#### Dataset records

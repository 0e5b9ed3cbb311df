use super::Supervisor;
use crate::config::ProvidesPolicy;
use crate::error::Error;
use crate::service::{RunState, ServiceEntry};
use crate::supervisor::StartOutcome;
use std::collections::{BTreeSet, HashSet};
use std::sync::Arc;
use std::time::Duration;
use tokio::sync::watch;
use tokio::task::JoinSet;

/// Capability tags whose providers have passed the start step, for one boot.
///
/// Writers go through `send_modify`; waiters subscribe and are woken on every
/// change instead of polling.
#[derive(Debug, Clone)]
pub struct CapabilitySet {
    tags: Arc<watch::Sender<HashSet<String>>>,
}

impl CapabilitySet {
    pub fn new() -> Self {
        let (tags, _) = watch::channel(HashSet::new());
        Self {
            tags: Arc::new(tags),
        }
    }

    /// Mark `tags` as started.
    pub fn mark<'a>(&self, tags: impl IntoIterator<Item = &'a String>) {
        let tags: Vec<&String> = tags.into_iter().collect();
        if tags.is_empty() {
            return;
        }
        self.tags.send_modify(|set| {
            for tag in tags {
                set.insert(tag.clone());
            }
        });
    }

    pub fn contains(&self, tag: &str) -> bool {
        self.tags.borrow().contains(tag)
    }

    /// The tags of `needs` not marked yet.
    pub fn missing(&self, needs: &[String]) -> Vec<String> {
        let set = self.tags.borrow();
        needs.iter().filter(|tag| !set.contains(*tag)).cloned().collect()
    }

    pub fn snapshot(&self) -> BTreeSet<String> {
        self.tags.borrow().iter().cloned().collect()
    }

    /// Wait until every tag of `needs` is marked, for at most `budget`.
    pub async fn wait_for(&self, needs: &[String], budget: Duration) -> WaitOutcome {
        if needs.is_empty() {
            return WaitOutcome::Satisfied;
        }
        let mut rx = self.tags.subscribe();
        let wait = rx.wait_for(|set| needs.iter().all(|tag| set.contains(tag)));
        let satisfied = matches!(tokio::time::timeout(budget, wait).await, Ok(Ok(_)));
        if satisfied {
            WaitOutcome::Satisfied
        } else {
            WaitOutcome::GaveUp {
                missing: self.missing(needs),
            }
        }
    }
}

impl Default for CapabilitySet {
    fn default() -> Self {
        Self::new()
    }
}

/// How a launcher unit's dependency wait ended.
#[derive(Debug, Clone, PartialEq, Eq)]
pub enum WaitOutcome {
    Satisfied,
    /// The wait budget ran out; the start is attempted anyway
    GaveUp { missing: Vec<String> },
}

impl WaitOutcome {
    pub fn is_satisfied(&self) -> bool {
        matches!(self, WaitOutcome::Satisfied)
    }
}

/// What the start step of a launcher unit did.
#[derive(Debug, Clone, PartialEq, Eq)]
pub enum LaunchStart {
    Started(StartOutcome),
    /// The record was no longer `NotStarted` when its turn came
    Skipped(RunState),
    Failed(String),
}

/// Result of one launcher unit.
#[derive(Debug, Clone, PartialEq, Eq)]
pub struct LaunchOutcome {
    pub service: String,
    pub wait: WaitOutcome,
    pub start: LaunchStart,
    /// Whether the service's `Provides` tags were marked as started
    pub provided: bool,
}

/// Summary of a boot run, available once every unit passed its marking step.
#[derive(Debug, Clone, Default)]
pub struct BootReport {
    /// One outcome per auto-start service, ordered by name
    pub outcomes: Vec<LaunchOutcome>,
    /// Capability tags marked during the run
    pub capabilities: BTreeSet<String>,
}

impl BootReport {
    pub fn outcome(&self, service: &str) -> Option<&LaunchOutcome> {
        self.outcomes.iter().find(|o| o.service == service)
    }

    pub fn started(&self) -> impl Iterator<Item = &LaunchOutcome> {
        self.outcomes
            .iter()
            .filter(|o| matches!(o.start, LaunchStart::Started(_)))
    }

    pub fn failed(&self) -> impl Iterator<Item = &LaunchOutcome> {
        self.outcomes
            .iter()
            .filter(|o| matches!(o.start, LaunchStart::Failed(_)))
    }

    /// Units that started without all of their needs.
    pub fn gave_up(&self) -> impl Iterator<Item = &LaunchOutcome> {
        self.outcomes.iter().filter(|o| !o.wait.is_satisfied())
    }
}

impl Supervisor {
    /// Boot orchestration: start every auto-start service once its needs are
    /// provided.
    ///
    /// Each service gets its own task that waits (bounded) for its needs, then
    /// starts the service if it is still `NotStarted`, then marks its
    /// `Provides` tags. Returns when every task has marked its tags; simple
    /// services keep running in the background.
    #[tracing::instrument(skip(self))]
    pub async fn launch_all(self: &Arc<Self>) -> BootReport {
        let capabilities = CapabilitySet::new();
        let budget = self.config.dependency_wait_budget();
        let policy = self.config.provides_policy;

        let mut units = JoinSet::new();
        for entry in self.registry.autostart_entries() {
            let supervisor = Arc::clone(self);
            let capabilities = capabilities.clone();
            units.spawn(async move {
                supervisor
                    .launch_unit(&entry, &capabilities, budget, policy)
                    .await
            });
        }

        let mut outcomes = Vec::with_capacity(units.len());
        while let Some(joined) = units.join_next().await {
            match joined {
                Ok(outcome) => outcomes.push(outcome),
                Err(e) => tracing::error!("Launcher task failed: {}", e),
            }
        }
        outcomes.sort_by(|a, b| a.service.cmp(&b.service));

        let report = BootReport {
            outcomes,
            capabilities: capabilities.snapshot(),
        };
        tracing::info!(
            started = report.started().count(),
            failed = report.failed().count(),
            "Boot orchestration complete"
        );
        report
    }

    async fn launch_unit(
        &self,
        entry: &Arc<ServiceEntry>,
        capabilities: &CapabilitySet,
        budget: Duration,
        policy: ProvidesPolicy,
    ) -> LaunchOutcome {
        let definition = entry.definition();
        let name = definition.name.clone();

        let wait = capabilities.wait_for(&definition.needs, budget).await;
        if let WaitOutcome::GaveUp { missing } = &wait {
            tracing::warn!(
                service = %name,
                "Needs {:?} not provided after {:?}, starting anyway",
                missing,
                budget
            );
        }

        let start = match entry.state() {
            RunState::NotStarted => match self.processes.start(entry, false).await {
                Ok(outcome) => LaunchStart::Started(outcome),
                Err(Error::InvalidState { state, .. }) => LaunchStart::Skipped(state),
                Err(e) => {
                    tracing::error!(service = %name, "{}", e);
                    LaunchStart::Failed(e.to_string())
                }
            },
            state => LaunchStart::Skipped(state),
        };

        let provided = match policy {
            ProvidesPolicy::Attempted => true,
            ProvidesPolicy::Confirmed => entry.state() == RunState::Started,
        };
        if provided {
            capabilities.mark(&definition.provides);
        }

        LaunchOutcome {
            service: name,
            wait,
            start,
            provided,
        }
    }
}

#### AIM OF THE TASK
Look for the string "count" in the records, and copy every line where it is found.

#### ANSWER AREA
            started = report.started().count(),
            failed = report.failed().count(),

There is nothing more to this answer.